Michael Fitzgerald (born 10 May 1970) is a retired Irish National Hunt jockey and current television racing pundit. Fitzgerald rode for the majority of his career in Great Britain and less often Ireland.

Career as a Jockey

Mick Fitzgerald's career lasted for over 15 years. After experience on the Pony racing circuit in Ireland he began riding out for Richard Lister, a local flat trainer in County Wexford, at the age of 16. This was followed by a move to the Curragh to ride out for John Hayden. Once he had left school at 18, a growth spurt led to an increase in weight forcing a switch to National Hunt racing. Fitzgerald's first National Hunt yards were in South West England with John Jenkins and Richard Tucker. His first two winners came during this association at the end of 1988, the first being a horse called Lover's Secret at Ludlow on 11 December. However it took until 1991/2 National Hunt season for Fitzgerald to obtain regular rides and winners. This was with Jackie Retter before he struck up a partnership with Ray Callow's Duncan Idaho allowing him to showcase his skills. Looking back on the years between 1988 and 1991 he has confessed to almost giving up and moving to Australia.

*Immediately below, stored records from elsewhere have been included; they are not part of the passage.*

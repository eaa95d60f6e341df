// workhub-messaging-core/src/producer.rs
//! Outbound side: one envelope per interested destination.
//!
//! Propagation runs after the local write has committed and never rolls it
//! back. A failed publish is logged and reported; there is no outbox or
//! retry, so a destination that misses an event stays stale until the next
//! event for the same entity.

use std::sync::Arc;

use serde_json::Value;
use tracing::{debug, info, instrument, warn, Instrument, Span};

use crate::catalog::{producer_binding, producer_queue, ConsumerTopology, EventType};
use crate::{telemetry, Envelope, EventBus, MessagingError, RoutingKey};

/// Result of publishing to one destination.
#[derive(Debug)]
pub struct PublishAttempt {
    pub destination: String,
    /// `None` when the address could not be encoded.
    pub routing_key: Option<String>,
    pub result: Result<(), MessagingError>,
}

#[derive(Debug, Default)]
pub struct FanOutReport {
    pub attempts: Vec<PublishAttempt>,
}

impl FanOutReport {
    pub fn delivered(&self) -> impl Iterator<Item = &PublishAttempt> {
        self.attempts.iter().filter(|a| a.result.is_ok())
    }

    pub fn failed(&self) -> impl Iterator<Item = &PublishAttempt> {
        self.attempts.iter().filter(|a| a.result.is_err())
    }

    pub fn is_complete(&self) -> bool {
        self.attempts.iter().all(|a| a.result.is_ok())
    }
}

/// Publishing handle for one source service over a shared bus.
pub struct Publisher {
    source: String,
    bus: Arc<dyn EventBus>,
    span: Span,
}

impl Publisher {
    /// Provisions the source's own queue (bound `source.#`) and every queue in
    /// `downstream`, so events published before a consumer first starts are kept.
    pub async fn open(
        source: &str,
        bus: Arc<dyn EventBus>,
        downstream: &[ConsumerTopology],
    ) -> Result<Self, MessagingError> {
        let span = telemetry::service_span(source);

        async {
            let own_binding = producer_binding(source);
            bus.provision(&producer_queue(source), &[own_binding.as_str()])
                .await?;
            for topo in downstream {
                bus.provision(&topo.queue, &topo.binding_refs()).await?;
            }
            info!(downstream = downstream.len(), "publisher ready");
            Ok::<(), MessagingError>(())
        }
        .instrument(span.clone())
        .await?;

        Ok(Self {
            source: source.to_string(),
            bus,
            span,
        })
    }

    /// A publisher that provisions nothing.
    pub fn unprovisioned(source: &str, bus: Arc<dyn EventBus>) -> Self {
        Self {
            source: source.to_string(),
            span: telemetry::service_span(source),
            bus,
        }
    }

    pub fn source(&self) -> &str {
        &self.source
    }

    /// Publishes one persistent envelope.
    #[instrument(parent = &self.span, skip(self, payload), fields(routing_key = %routing_key))]
    pub async fn publish(
        &self,
        payload: &Value,
        routing_key: &RoutingKey,
    ) -> Result<(), MessagingError> {
        let envelope = Envelope::new(routing_key, payload.clone());
        self.bus.publish(&envelope).await?;
        debug!(message_id = %envelope.message_id, "published");
        Ok(())
    }

    /// Entry point for the CRUD layer, called once per committed write.
    ///
    /// Publishes once per destination. A failure for one destination never
    /// stops the attempts for the rest.
    #[instrument(parent = &self.span, skip(self, payload, destinations))]
    pub async fn on_write_committed(
        &self,
        entity: &str,
        action: &str,
        payload: &Value,
        destinations: &[&str],
    ) -> FanOutReport {
        let mut report = FanOutReport::default();

        for destination in destinations {
            let attempt = match RoutingKey::new(&self.source, entity, action, destination) {
                Ok(rk) => PublishAttempt {
                    destination: destination.to_string(),
                    routing_key: Some(rk.encode()),
                    result: self.publish(payload, &rk).await,
                },
                Err(e) => PublishAttempt {
                    destination: destination.to_string(),
                    routing_key: None,
                    result: Err(e),
                },
            };

            if let Err(e) = &attempt.result {
                warn!(
                    destination = %attempt.destination,
                    routing_key = ?attempt.routing_key,
                    error = %e,
                    "event not propagated"
                );
            }
            report.attempts.push(attempt);
        }

        report
    }

    /// Fans a declared event type out to its interest set.
    ///
    /// An event type declared for another source is not published: no consumer
    /// binds it under this source's namespace. Each destination is reported as
    /// an [`MessagingError::InvalidAddress`] attempt instead.
    pub async fn emit(&self, event: &EventType, payload: &Value) -> FanOutReport {
        if event.source != self.source {
            warn!(
                expected = %self.source,
                declared = %event.source,
                entity = event.entity,
                action = event.action,
                "event type declared for another source, not published"
            );
            let attempts = event
                .destinations
                .iter()
                .map(|destination| PublishAttempt {
                    destination: destination.to_string(),
                    routing_key: None,
                    result: Err(MessagingError::InvalidAddress {
                        segment: event.source.to_string(),
                        reason: "event type belongs to another source",
                    }),
                })
                .collect();
            return FanOutReport { attempts };
        }
        self.on_write_committed(event.entity, event.action, payload, event.destinations)
            .await
    }
}
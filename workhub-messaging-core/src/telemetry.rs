// workhub-messaging-core/src/telemetry.rs
//! Process-wide tracing setup.
//!
//! Call [`init`] once from the service's startup path, then hand each
//! publisher and dispatcher its [`service_span`] instead of configuring
//! logging per call.

use tracing::Span;
use tracing_subscriber::EnvFilter;

/// Installs the global fmt subscriber. `RUST_LOG` overrides `default_directive`.
///
/// Returns `false` when a global subscriber was already installed.
pub fn init(default_directive: &str) -> bool {
    let filter = EnvFilter::try_from_default_env()
        .unwrap_or_else(|_| EnvFilter::new(default_directive));

    tracing_subscriber::fmt()
        .with_env_filter(filter)
        .with_target(true)
        .try_init()
        .is_ok()
}

pub fn service_span(service: &str) -> Span {
    tracing::info_span!("workhub_service", service = %service)
}
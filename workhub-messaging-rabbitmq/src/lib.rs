mod options;
mod rabbit_event_bus;
mod scoped;

pub use options::{dlq_queue, RabbitMqOptions};
pub use rabbit_event_bus::RabbitEventBus;
pub use scoped::publish_scoped;
impl RabbitEventBus {
    pub async fn connect(opts: RabbitMqOptions) -> Result<Self, MessagingError> {
        let bus = Self {
            opts,
            state: Arc::new(RwLock::new(None)),
            closed: Arc::new(AtomicBool::new(false)),
            connections_opened: Arc::new(AtomicUsize::new(0)),
        };
        bus.restore_channel().await?;
        Ok(bus)
    }

    pub fn options(&self) -> &RabbitMqOptions {
        &self.opts
    }

    /// Connections opened over the life of this bus, reconnects included.
    pub fn connections_opened(&self) -> usize {
        self.connections_opened.load(Ordering::SeqCst)
    }

    async fn within<T, F>(&self, what: &str, fut: F) -> Result<T, MessagingError>
    where
        F: Future<Output = Result<T, MessagingError>>,
    {
        tokio::time::timeout(self.opts.operation_timeout, fut)
            .await
            .map_err(|_| {
                MessagingError::Connection(format!(
                    "{what} timed out after {:?}",
                    self.opts.operation_timeout
                ))
            })?
    }

    /// Opens the publish channel: confirms if enabled, then the durable exchange.
    async fn open_publish_channel(&self, conn: &Connection) -> Result<Channel, MessagingError> {
        let ch = conn.create_channel().await.map_err(conn_err)?;

        if self.opts.confirms {
            ch.confirm_select(ConfirmSelectOptions::default())
                .await
                .map_err(conn_err)?;
        }

        ch.exchange_declare(
            &self.opts.exchange,
            ExchangeKind::Topic,
            ExchangeDeclareOptions {
                durable: self.opts.durable,
                auto_delete: false,
                internal: false,
                nowait: false,
                passive: false,
            },
            FieldTable::default(),
        )
        .await
        .map_err(conn_err)?;

        Ok(ch)
    }

    /// Brings the publish channel back under the write lock.
    ///
    /// Another task may have restored it while this one waited for the lock,
    /// so the state is checked again before anything is opened.
    async fn restore_channel(&self) -> Result<Channel, MessagingError> {
        if self.closed.load(Ordering::SeqCst) {
            return Err(MessagingError::Connection("event bus is closed".into()));
        }

        let mut guard = self.state.write().await;

        if let Some(state) = guard.as_mut() {
            if state.pub_ch.status().connected() {
                return Ok(state.pub_ch.clone());
            }
            if state.conn.status().connected() {
                let ch = self
                    .within("open channel", self.open_publish_channel(&state.conn))
                    .await?;
                state.pub_ch = ch.clone();
                debug!(exchange = %self.opts.exchange, "publish channel reopened");
                return Ok(ch);
            }
        }

        if let Some(stale) = guard.take() {
            let closing = self
                .within("close stale connection", async {
                    stale.conn.close(200, "reconnecting").await.map_err(conn_err)
                })
                .await;
            if let Err(e) = closing {
                debug!(exchange = %self.opts.exchange, "stale connection close: {e}");
            }
        }

        let (conn, ch) = self
            .within("connect", async {
                let conn = Connection::connect(&self.opts.uri, ConnectionProperties::default())
                    .await
                    .map_err(conn_err)?;
                let ch = self.open_publish_channel(&conn).await?;
                Ok((conn, ch))
            })
            .await?;
        self.connections_opened.fetch_add(1, Ordering::SeqCst);
        *guard = Some(ConnState {
            conn,
            pub_ch: ch.clone(),
        });

        info!(
            exchange = %self.opts.exchange,
            service = %self.opts.service,
            "RabbitMQ connected"
        );
        Ok(ch)
    }

    async fn current_channel(&self) -> Result<Channel, MessagingError> {
        if let Some(ch) = self
            .state
            .read()
            .await
            .as_ref()
            .map(|s| s.pub_ch.clone())
        {
            if ch.status().connected() {
                return Ok(ch);
            }
            warn!(exchange = %self.opts.exchange, "publish channel lost, restoring");
        }
        self.restore_channel().await
    }

    /// A fresh channel owned by one consumer loop.
    async fn consumer_channel(&self) -> Result<Channel, MessagingError> {
        self.current_channel().await?;
        let guard = self.state.read().await;
        let state = guard
            .as_ref()
            .ok_or_else(|| MessagingError::Connection("not connected".into()))?;
        self.within("open consumer channel", async {
            state.conn.create_channel().await.map_err(conn_err)
        })
        .await
    }

    fn queue_options(&self) -> QueueDeclareOptions {
        QueueDeclareOptions {
            durable: self.opts.durable,
            auto_delete: false,
            exclusive: false,
            nowait: false,
            passive: false,
        }
    }

    /// Declares `queue` and binds it once per pattern.
    ///
    /// Under [`AckMode::AfterHandler`] the queue dead-letters rejected
    /// deliveries into `<queue>.dlq`. Switching modes on an existing queue
    /// is refused by the broker, since queue arguments are fixed at creation.
    async fn declare_topology_for_queue(
        &self,
        queue: &str,
        bindings: &[&str],
        ch: &Channel,
    ) -> Result<(), MessagingError> {
        let mut args = FieldTable::default();
        if self.opts.ack_mode == AckMode::AfterHandler {
            let dlq = dlq_queue(queue);
            args.insert(
                "x-dead-letter-exchange".into(),
                AMQPValue::LongString(self.opts.exchange.clone().into()),
            );
            args.insert(
                "x-dead-letter-routing-key".into(),
                AMQPValue::LongString(dlq.clone().into()),
            );

            ch.queue_declare(&dlq, self.queue_options(), FieldTable::default())
                .await
                .map_err(conn_err)?;
            ch.queue_bind(
                &dlq,
                &self.opts.exchange,
                &dlq,
                QueueBindOptions { nowait: false },
                FieldTable::default(),
            )
            .await
            .map_err(conn_err)?;
        }

        ch.queue_declare(queue, self.queue_options(), args)
            .await
            .map_err(conn_err)?;

        for rk in bindings {
            ch.queue_bind(
                queue,
                &self.opts.exchange,
                rk,
                QueueBindOptions { nowait: false },
                FieldTable::default(),
            )
            .await
            .map_err(conn_err)?;
        }

        debug!(queue, bindings = ?bindings, "queue topology declared");
        Ok(())
    }

    /// Closes the connection and stops consumer loops from reconnecting.
    /// Later calls are no-ops.
    pub async fn close(&self) -> Result<(), MessagingError> {
        self.closed.store(true, Ordering::SeqCst);
        let Some(state) = self.state.write().await.take() else {
            return Ok(());
        };
        self.within("close", async {
            state.conn.close(200, "closing").await.map_err(conn_err)
        })
        .await?;
        info!(exchange = %self.opts.exchange, "RabbitMQ connection closed");
        Ok(())
    }

    fn clone_for_task(&self) -> Self {
        Self {
            opts: self.opts.clone(),
            state: Arc::clone(&self.state),
            closed: Arc::clone(&self.closed),
            connections_opened: Arc::clone(&self.connections_opened),
        }
    }
}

After proving himself with regular rides he was given a retainer to Lambourn trainer Nicky Henderson. This was to become long standing job as the main stable jockey lasting until the end of his career. Fitzgerald's big winners included the Grand National, on Rough Quest in 1996, and the Cheltenham Gold Cup on See More Business in 1999. He was leading jockey at the Cheltenham Festival in 1999 and 2000. This reflected a relationship with Paul Nicholls alongside his retainer who at the time was an up-and-coming trainer. Later in his career, Fitzgerald came back from injury to win the 2005 Hennessy Gold Cup on Trabolgan at Newbury for Nicky Henderson. The winner was special for all as Fitzgerald had returned from injury inspired by the horse, and as the Newbury racecourse is close to Lambourn the race is extra-special for the Lambourn racing community.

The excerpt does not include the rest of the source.